*RECORDS SUPPLIED:*
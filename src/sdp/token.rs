use std::fmt;

/// The closed set of token kinds produced by the [`Lexer`](super::Lexer).
#[derive(Debug, Clone, Copy, PartialEq, Eq, Hash)]
pub enum TokenKind {
    /// A field letter at the start of a line, `v`, `o`, `a` etc. The `=` that
    /// follows the letter has been verified when this token is emitted.
    Field,
    /// A run of ASCII digits.
    AttrInt,
    /// A run of word characters, alphanumerics plus a per-site symbol set.
    AttrWord,
    /// Free text up to the end of the line.
    AttrString,
    /// Grammar punctuation inside a value, `:`, `/`, `;` or `=`.
    Separator,
    /// End of a line. A run of CR/LF is one EOL.
    Eol,
    /// A lexical failure. The text is a diagnostic, not input.
    Error,
    /// End of input. Never produced by the lexer, synthesized by the reader.
    Eof,
}

impl fmt::Display for TokenKind {
    fn fmt(&self, f: &mut fmt::Formatter<'_>) -> fmt::Result {
        use TokenKind::*;
        let s = match self {
            Field => "Field",
            AttrInt => "AttrInt",
            AttrWord => "AttrWord",
            AttrString => "AttrString",
            Separator => "Separator",
            Eol => "EOL",
            Error => "Error",
            Eof => "EOF",
        };
        write!(f, "{s}")
    }
}

/// One scanned token. Immutable once emitted.
#[derive(Debug, Clone, PartialEq, Eq)]
pub struct Token {
    pub kind: TokenKind,
    /// Byte offset of the first character in the input.
    pub start: usize,
    /// The scanned text, or a diagnostic for [`TokenKind::Error`].
    pub text: String,
    /// 1-based line number.
    pub line: usize,
}

impl Token {
    pub(crate) fn new(kind: TokenKind, start: usize, text: impl Into<String>, line: usize) -> Self {
        Token {
            kind,
            start,
            text: text.into(),
            line,
        }
    }

    pub(crate) fn eof(start: usize, line: usize) -> Self {
        Token::new(TokenKind::Eof, start, "", line)
    }

    /// Whether the token is of this kind.
    pub fn is(&self, kind: TokenKind) -> bool {
        self.kind == kind
    }

    /// Whether the token is the separator `c`.
    pub fn is_separator(&self, c: char) -> bool {
        self.kind == TokenKind::Separator && self.text.len() == 1 && self.text.starts_with(c)
    }

    /// EOL or EOF, both terminate a line.
    pub fn is_line_end(&self) -> bool {
        matches!(self.kind, TokenKind::Eol | TokenKind::Eof)
    }
}

impl fmt::Display for Token {
    fn fmt(&self, f: &mut fmt::Formatter<'_>) -> fmt::Result {
        match self.kind {
            TokenKind::Eol | TokenKind::Eof => write!(f, "{}", self.kind),
            _ => write!(f, "{} {:?}", self.kind, self.text),
        }
    }
}

/// The field letters of RFC 4566, resolved once when a line is recognized.
#[derive(Debug, Clone, Copy, PartialEq, Eq, Hash)]
pub enum FieldKind {
    Version,
    Origin,
    SessionName,
    Information,
    Uri,
    Email,
    Phone,
    Connection,
    Bandwidth,
    Timing,
    Repeat,
    TimeZone,
    EncryptionKey,
    Attribute,
    Media,
}

impl FieldKind {
    /// The letter before the `=`.
    pub fn letter(&self) -> char {
        use FieldKind::*;
        match self {
            Version => 'v',
            Origin => 'o',
            SessionName => 's',
            Information => 'i',
            Uri => 'u',
            Email => 'e',
            Phone => 'p',
            Connection => 'c',
            Bandwidth => 'b',
            Timing => 't',
            Repeat => 'r',
            TimeZone => 'z',
            EncryptionKey => 'k',
            Attribute => 'a',
            Media => 'm',
        }
    }
}

impl TryFrom<char> for FieldKind {
    type Error = char;

    fn try_from(c: char) -> Result<Self, Self::Error> {
        use FieldKind::*;
        let kind = match c {
            'v' => Version,
            'o' => Origin,
            's' => SessionName,
            'i' => Information,
            'u' => Uri,
            'e' => Email,
            'p' => Phone,
            'c' => Connection,
            'b' => Bandwidth,
            't' => Timing,
            'r' => Repeat,
            'z' => TimeZone,
            'k' => EncryptionKey,
            'a' => Attribute,
            'm' => Media,
            _ => return Err(c),
        };
        Ok(kind)
    }
}

impl fmt::Display for FieldKind {
    fn fmt(&self, f: &mut fmt::Formatter<'_>) -> fmt::Result {
        write!(f, "{}=", self.letter())
    }
}

/// Attribute names with their own sub-grammar. Everything else is generic.
#[derive(Debug, Clone, Copy, PartialEq, Eq, Hash)]
pub enum AttributeKind {
    IceUfrag,
    IcePwd,
    Fingerprint,
    RtpMap,
    Fmtp,
    RtcpFb,
    Candidate,
    EndOfCandidates,
    Ssrc,
    SsrcGroup,
    Generic,
}

impl AttributeKind {
    /// Resolve an attribute name, unknown names are [`AttributeKind::Generic`].
    pub fn from_name(name: &str) -> Self {
        use AttributeKind::*;
        match name {
            "ice-ufrag" => IceUfrag,
            "ice-pwd" => IcePwd,
            "fingerprint" => Fingerprint,
            "rtpmap" => RtpMap,
            "fmtp" => Fmtp,
            "rtcp-fb" => RtcpFb,
            "candidate" => Candidate,
            "end-of-candidates" => EndOfCandidates,
            "ssrc" => Ssrc,
            "ssrc-group" => SsrcGroup,
            _ => Generic,
        }
    }

    /// Attributes that only make sense inside an m= section.
    pub fn is_media_only(&self) -> bool {
        use AttributeKind::*;
        matches!(self, RtpMap | Fmtp | RtcpFb | Candidate | Ssrc | SsrcGroup)
    }
}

*REQUIREMENT:*
Search the records for the word "TokenKind" and copy every line where it occurs.

*TASK RESULT:*
pub enum TokenKind {
impl fmt::Display for TokenKind {
        use TokenKind::*;
    pub kind: TokenKind,
    /// The scanned text, or a diagnostic for [`TokenKind::Error`].
    pub(crate) fn new(kind: TokenKind, start: usize, text: impl Into<String>, line: usize) -> Self {
        Token::new(TokenKind::Eof, start, "", line)
    pub fn is(&self, kind: TokenKind) -> bool {
        self.kind == TokenKind::Separator && self.text.len() == 1 && self.text.starts_with(c)
        matches!(self.kind, TokenKind::Eol | TokenKind::Eof)
            TokenKind::Eol | TokenKind::Eof => write!(f, "{}", self.kind),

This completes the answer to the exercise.